**Problem requirements:**
Give again, word for word, each line from the top of the listing through the line that holds "use approx::assert_relative_eq;".
Start of Supplied records
//! Counting many independent series in parallel.
//!
//! Every series gets its own counter; nothing is shared between them.
use rayon::prelude::*;
use tracing::debug;

use crate::counter::{CounterConfig, RainflowCounter, ResidualMethod};
use crate::error::Result;

/// Counts each series with `config` and finalizes it with `method`.
///
/// Results are returned in input order. A failure in one series does not
/// affect the others.
pub fn count_all<S>(config: &CounterConfig, series: &[S], method: ResidualMethod) -> Vec<Result<RainflowCounter>>
where
    S: AsRef<[f64]> + Sync,
{
    debug!(series = series.len(), "batch counting");
    series
        .par_iter()
        .map(|data| RainflowCounter::from_series(config, data.as_ref(), method))
        .collect()
}

/// Sum of the pseudo damage of all successfully counted series.
pub fn total_damage(results: &[Result<RainflowCounter>]) -> f64 {
    results
        .iter()
        .filter_map(|r| r.as_ref().ok())
        .map(|counter| counter.pseudo_damage())
        .sum()
}

#[cfg(test)]
mod tests {
    use super::*;
    use crate::class::ClassParams;
    use crate::counter::State;
    use approx::assert_relative_eq;

    fn config() -> CounterConfig {
        CounterConfig::new(ClassParams::new(4, 1.0, 0.5).unwrap(), 0.99)
    }

    #[test]
    fn test_count_all_matches_sequential() {
        let series = vec![
            vec![1.0, 3.0, 2.0, 4.0],
            vec![4.0, 2.0, 3.0, 1.0],
            vec![],
            vec![2.0, 3.0, 1.0, 4.0, 1.0, 3.0, 2.0, 3.0],
        ];
        let results = count_all(&config(), &series, ResidualMethod::None);
        assert_eq!(results.len(), series.len());

        for (data, result) in series.iter().zip(&results) {
            let counter = result.as_ref().unwrap();
            let single = RainflowCounter::from_series(&config(), data, ResidualMethod::None).unwrap();
            assert_eq!(counter.state(), State::Finished);
            assert_eq!(counter.matrix(), single.matrix());
            assert_eq!(counter.residue(), single.residue());
        }
        assert_eq!(results[0].as_ref().unwrap().matrix().unwrap().get(2, 1), 2);
        assert_eq!(results[1].as_ref().unwrap().matrix().unwrap().get(1, 2), 2);
        assert_eq!(results[2].as_ref().unwrap().cycles(), 0);
    }

    #[test]
    fn test_total_damage() {
        let series: Vec<&[f64]> = vec![&[1.0, 3.0, 2.0, 4.0], &[4.0, 2.0, 3.0, 1.0]];
        let results = count_all(&config(), &series, ResidualMethod::Ignore);
        assert_relative_eq!(total_damage(&results), 2.0 * 3.125e-24, max_relative = 1e-9);
    }

    #[test]
    fn test_invalid_config_fails_every_series() {
        let mut bad = config();
        bad.hysteresis = -1.0;
        let results = count_all(&bad, &[vec![1.0, 2.0]], ResidualMethod::None);
        assert!(results[0].is_err());
    }
}
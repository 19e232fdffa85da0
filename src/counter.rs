//! The streaming rainflow counter and its lifecycle.
//!
//! A [`RainflowCounter`] is initialized once, fed any number of sample
//! chunks, finalized, and released:
//!
//! ```
//! use rainflow::{Flags, RainflowCounter, ResidualMethod};
//!
//! let mut counter = RainflowCounter::new();
//! counter.init(4, 1.0, 0.5, 0.99, Flags::DEFAULT).unwrap();
//! counter.feed(&[1.0, 3.0]).unwrap();
//! counter.feed(&[2.0, 4.0]).unwrap();
//! counter.finalize(ResidualMethod::None).unwrap();
//!
//! let matrix = counter.matrix().unwrap();
//! assert_eq!(matrix.get(2, 1), counter.full_increment());
//! assert_eq!(counter.residue().len(), 2);
//! counter.release().unwrap();
//! ```

use std::fmt;
use std::str::FromStr;

use serde::{Deserialize, Serialize};
use tracing::{debug, warn};

use crate::alloc::{Allocator, HeapAllocator, MemoryAim};
use crate::class::ClassParams;
use crate::cycle::find_cycles;
use crate::damage::{DamageAccumulator, Flags, WoehlerCurve};
use crate::error::{Error, Result};
use crate::filter::TurningPointFilter;
use crate::matrix::{Counts, RainflowMatrix, FULL_CYCLE_INCREMENT};
use crate::residue::{residue_capacity, Residue, RESIDUE_INLINE_CAPACITY};
use crate::sample::Sample;

/// Lifecycle of a counter.
#[derive(Debug, Clone, Copy, PartialEq, Eq, Serialize)]
pub enum State {
    Uninitialized,
    /// Initialized, no turning point found yet.
    Ready,
    /// At least one turning point is known.
    Accumulating,
    /// Transient, while `finalize` runs.
    Finalizing,
    Finished,
    Error,
}

/// How unresolved residue is treated when finalizing.
///
/// Neither method derives cycles from the residue; it is left for inspection.
#[derive(Debug, Clone, Copy, PartialEq, Eq, Default, Serialize, Deserialize)]
#[serde(rename_all = "lowercase")]
pub enum ResidualMethod {
    #[default]
    None,
    Ignore,
}

impl ResidualMethod {
    /// Method for a numeric code, `0` = none, `1` = ignore.
    pub fn from_code(code: u32) -> Result<Self> {
        match code {
            0 => Ok(ResidualMethod::None),
            1 => Ok(ResidualMethod::Ignore),
            _ => Err(Error::invalid_argument(format!("unsupported residual method {}", code))),
        }
    }
}

impl FromStr for ResidualMethod {
    type Err = Error;

    fn from_str(s: &str) -> Result<Self> {
        match s.to_ascii_lowercase().as_str() {
            "none" => Ok(ResidualMethod::None),
            "ignore" => Ok(ResidualMethod::Ignore),
            _ => Err(Error::invalid_argument(format!("unsupported residual method '{}'", s))),
        }
    }
}

impl fmt::Display for ResidualMethod {
    fn fmt(&self, f: &mut fmt::Formatter) -> fmt::Result {
        match self {
            ResidualMethod::None => write!(f, "none"),
            ResidualMethod::Ignore => write!(f, "ignore"),
        }
    }
}

/// Parameters a counter was initialized with.
#[derive(Debug, Clone, Copy, PartialEq)]
pub struct CounterConfig {
    pub classes: ClassParams,
    pub hysteresis: f64,
    pub flags: Flags,
    pub woehler: WoehlerCurve,
}

impl CounterConfig {
    pub fn new(classes: ClassParams, hysteresis: f64) -> Self {
        CounterConfig {
            classes,
            hysteresis,
            flags: Flags::DEFAULT,
            woehler: WoehlerCurve::default(),
        }
    }

    pub fn validate(&self) -> Result<()> {
        self.classes.validate()?;
        if !(self.hysteresis >= 0.0 && self.hysteresis.is_finite()) {
            return Err(Error::invalid_argument(format!(
                "hysteresis must be 0.0 or greater, got {}",
                self.hysteresis
            )));
        }
        self.woehler.validate()
    }
}

/// Turning-point search state, private to the counter.
#[derive(Debug, Default)]
struct FilterState {
    filter: TurningPointFilter,
    /// Position of the last fed sample.
    pos: u64,
}

/// Everything owned between `init` and `release`.
#[derive(Debug)]
struct Session {
    config: CounterConfig,
    filter: FilterState,
    residue: Residue,
    acc: DamageAccumulator,
}

impl Session {
    fn has_turning_points(&self) -> bool {
        !self.residue.is_empty() || self.residue.interim().is_some()
    }

    fn feed(&mut self, data: &[f64]) -> Result<()> {
        for &value in data {
            self.filter.pos += 1;
            let pt = Sample::new(value, self.config.classes.class_of(value), self.filter.pos);
            self.feed_once(pt)?;
        }
        Ok(())
    }

    fn feed_once(&mut self, pt: Sample) -> Result<()> {
        let confirmed = self.filter.filter.process(&mut self.residue, pt, self.config.hysteresis)?;
        if confirmed.is_none() {
            return Ok(());
        }
        if self.config.classes.is_enabled() {
            self.find_cycles();
        } else if self.residue.len() > 1 {
            // Tracking only: keep the most recent turning point
            self.residue.remove(0, 1);
        }
        Ok(())
    }

    fn find_cycles(&mut self) {
        let classes = self.config.classes;
        let acc = &mut self.acc;
        find_cycles(&mut self.residue, |from, to| acc.count(&classes, from, to));
    }

    /// Takes the interim point into account and discards the residue.
    fn finalize_ignore(&mut self) -> Result<()> {
        if self.residue.promote_interim()? && self.config.classes.is_enabled() {
            self.find_cycles();
        }
        if !self.config.classes.is_enabled() {
            self.residue.clear();
        }
        Ok(())
    }

    fn release<A: Allocator>(mut self, allocator: &A) {
        if let Some(matrix) = self.acc.take_matrix() {
            allocator.release_matrix(matrix.into_buffer());
        }
        if let Some(buffer) = self.residue.into_buffer() {
            allocator.release_residue(buffer);
        }
    }
}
End of Supplied records
**Response:**
//! Counting many independent series in parallel.
//!
//! Every series gets its own counter; nothing is shared between them.
use rayon::prelude::*;
use tracing::debug;

use crate::counter::{CounterConfig, RainflowCounter, ResidualMethod};
use crate::error::Result;

/// Counts each series with `config` and finalizes it with `method`.
///
/// Results are returned in input order. A failure in one series does not
/// affect the others.
pub fn count_all<S>(config: &CounterConfig, series: &[S], method: ResidualMethod) -> Vec<Result<RainflowCounter>>
where
    S: AsRef<[f64]> + Sync,
{
    debug!(series = series.len(), "batch counting");
    series
        .par_iter()
        .map(|data| RainflowCounter::from_series(config, data.as_ref(), method))
        .collect()
}

/// Sum of the pseudo damage of all successfully counted series.
pub fn total_damage(results: &[Result<RainflowCounter>]) -> f64 {
    results
        .iter()
        .filter_map(|r| r.as_ref().ok())
        .map(|counter| counter.pseudo_damage())
        .sum()
}

#[cfg(test)]
mod tests {
    use super::*;
    use crate::class::ClassParams;
    use crate::counter::State;
    use approx::assert_relative_eq;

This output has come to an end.